Top of DATA EXTRACTS

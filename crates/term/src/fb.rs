//! Framebuffer and style types for terminal rendering.

/// 24-bit RGB color.
#[derive(Debug, Clone, Copy, PartialEq, Eq, Default)]
pub struct Rgb {
    pub r: u8,
    pub g: u8,
    pub b: u8,
}

impl Rgb {
    pub const fn new(r: u8, g: u8, b: u8) -> Self {
        Self { r, g, b }
    }
}

/// Minimal per-cell styling.
#[derive(Debug, Clone, Copy, PartialEq, Eq)]
pub struct CellStyle {
    pub fg: Rgb,
    pub bg: Rgb,
    pub bold: bool,
    pub dim: bool,
}

impl CellStyle {
    pub const fn new(fg: Rgb, bg: Rgb) -> Self {
        Self {
            fg,
            bg,
            bold: false,
            dim: false,
        }
    }

    pub const fn bold(self) -> Self {
        Self { bold: true, ..self }
    }

    pub const fn dim(self) -> Self {
        Self { dim: true, ..self }
    }

    pub const fn cell(self, ch: char) -> Cell {
        Cell { ch, style: self }
    }
}

impl Default for CellStyle {
    fn default() -> Self {
        Self::new(Rgb::new(220, 220, 220), Rgb::new(0, 0, 0))
    }
}

/// A single terminal cell.
#[derive(Debug, Clone, Copy, PartialEq, Eq)]
pub struct Cell {
    pub ch: char,
    pub style: CellStyle,
}

impl Default for Cell {
    fn default() -> Self {
        CellStyle::default().cell(' ')
    }
}

/// 2D framebuffer of styled character cells.
#[derive(Debug, Clone, PartialEq, Eq)]
pub struct FrameBuffer {
    width: u16,
    height: u16,
    cells: Vec<Cell>,
}

impl FrameBuffer {
    pub fn new(width: u16, height: u16) -> Self {
        Self {
            width,
            height,
            cells: vec![Cell::default(); width as usize * height as usize],
        }
    }

    pub fn width(&self) -> u16 {
        self.width
    }

    pub fn height(&self) -> u16 {
        self.height
    }

    /// Resize, keeping the allocation when possible. Contents are unspecified afterwards.
    pub fn resize(&mut self, width: u16, height: u16) {
        if self.width == width && self.height == height {
            return;
        }
        self.width = width;
        self.height = height;
        self.cells
            .resize(width as usize * height as usize, Cell::default());
    }

    #[inline(always)]
    fn idx(&self, x: u16, y: u16) -> Option<usize> {
        if x >= self.width || y >= self.height {
            return None;
        }
        Some((y as usize) * (self.width as usize) + (x as usize))
    }

    pub fn get(&self, x: u16, y: u16) -> Option<Cell> {
        self.idx(x, y).map(|i| self.cells[i])
    }

    /// Cells of row `y`
    pub fn row(&self, y: u16) -> &[Cell] {
        if y >= self.height {
            return &[];
        }
        let start = y as usize * self.width as usize;
        &self.cells[start..start + self.width as usize]
    }

    /// Writes outside the buffer are dropped.
    pub fn set(&mut self, x: u16, y: u16, cell: Cell) {
        if let Some(i) = self.idx(x, y) {
            self.cells[i] = cell;
        }
    }

    pub fn clear(&mut self, cell: Cell) {
        self.cells.fill(cell);
    }

    pub fn put_str(&mut self, x: u16, y: u16, s: &str, style: CellStyle) {
        for (i, ch) in s.chars().enumerate() {
            let Some(cx) = x.checked_add(i as u16) else {
                break;
            };
            if cx >= self.width {
                break;
            }
            self.set(cx, y, style.cell(ch));
        }
    }

    /// Decimal number without going through `format!`.
    pub fn put_u32(&mut self, x: u16, y: u16, value: u32, style: CellStyle) {
        let mut digits = [0u8; 10];
        let mut n = value;
        let mut len = 0;
        loop {
            digits[len] = b'0' + (n % 10) as u8;
            len += 1;
            n /= 10;
            if n == 0 {
                break;
            }
        }
        for (i, d) in digits[..len].iter().rev().enumerate() {
            self.set(x.saturating_add(i as u16), y, style.cell(*d as char));
        }
    }

    pub fn fill_rect(&mut self, x: u16, y: u16, w: u16, h: u16, ch: char, style: CellStyle) {
        for dy in 0..h {
            for dx in 0..w {
                self.set(x.saturating_add(dx), y.saturating_add(dy), style.cell(ch));
            }
        }
    }
}

#[cfg(test)]
mod tests {
    use super::*;

    fn text(fb: &FrameBuffer, y: u16) -> String {
        fb.row(y).iter().map(|c| c.ch).collect()
    }

    #[test]
    fn test_put_str_clips_at_edge() {
        let mut fb = FrameBuffer::new(5, 1);
        fb.put_str(2, 0, "LINES", CellStyle::default());
        assert_eq!(text(&fb, 0), "  LIN");
    }

    #[test]
    fn test_put_u32() {
        let mut fb = FrameBuffer::new(12, 2);
        fb.put_u32(0, 0, 0, CellStyle::default());
        fb.put_u32(0, 1, 4_294_967_295, CellStyle::default());
        assert_eq!(text(&fb, 0).trim_end(), "0");
        assert_eq!(text(&fb, 1).trim_end(), "4294967295");
    }

    #[test]
    fn test_out_of_range_writes_are_dropped() {
        let mut fb = FrameBuffer::new(2, 2);
        fb.fill_rect(1, 1, 5, 5, '#', CellStyle::default());
        assert_eq!(fb.get(1, 1).map(|c| c.ch), Some('#'));
        assert_eq!(fb.get(0, 0).map(|c| c.ch), Some(' '));
        assert!(fb.row(2).is_empty());
    }
}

Bottom of DATA EXTRACTS

### ASSIGNMENT
Leave out every line above except those from the line with "self.cells[i] = cell;" up to and including the line with "let mut fb = FrameBuffer::new(12, 2);", and copy those exactly.

### REPLY
            self.cells[i] = cell;
        }
    }

    pub fn clear(&mut self, cell: Cell) {
        self.cells.fill(cell);
    }

    pub fn put_str(&mut self, x: u16, y: u16, s: &str, style: CellStyle) {
        for (i, ch) in s.chars().enumerate() {
            let Some(cx) = x.checked_add(i as u16) else {
                break;
            };
            if cx >= self.width {
                break;
            }
            self.set(cx, y, style.cell(ch));
        }
    }

    /// Decimal number without going through `format!`.
    pub fn put_u32(&mut self, x: u16, y: u16, value: u32, style: CellStyle) {
        let mut digits = [0u8; 10];
        let mut n = value;
        let mut len = 0;
        loop {
            digits[len] = b'0' + (n % 10) as u8;
            len += 1;
            n /= 10;
            if n == 0 {
                break;
            }
        }
        for (i, d) in digits[..len].iter().rev().enumerate() {
            self.set(x.saturating_add(i as u16), y, style.cell(*d as char));
        }
    }

    pub fn fill_rect(&mut self, x: u16, y: u16, w: u16, h: u16, ch: char, style: CellStyle) {
        for dy in 0..h {
            for dx in 0..w {
                self.set(x.saturating_add(dx), y.saturating_add(dy), style.cell(ch));
            }
        }
    }
}

#[cfg(test)]
mod tests {
    use super::*;

    fn text(fb: &FrameBuffer, y: u16) -> String {
        fb.row(y).iter().map(|c| c.ch).collect()
    }

    #[test]
    fn test_put_str_clips_at_edge() {
        let mut fb = FrameBuffer::new(5, 1);
        fb.put_str(2, 0, "LINES", CellStyle::default());
        assert_eq!(text(&fb, 0), "  LIN");
    }

    #[test]
    fn test_put_u32() {
        let mut fb = FrameBuffer::new(12, 2);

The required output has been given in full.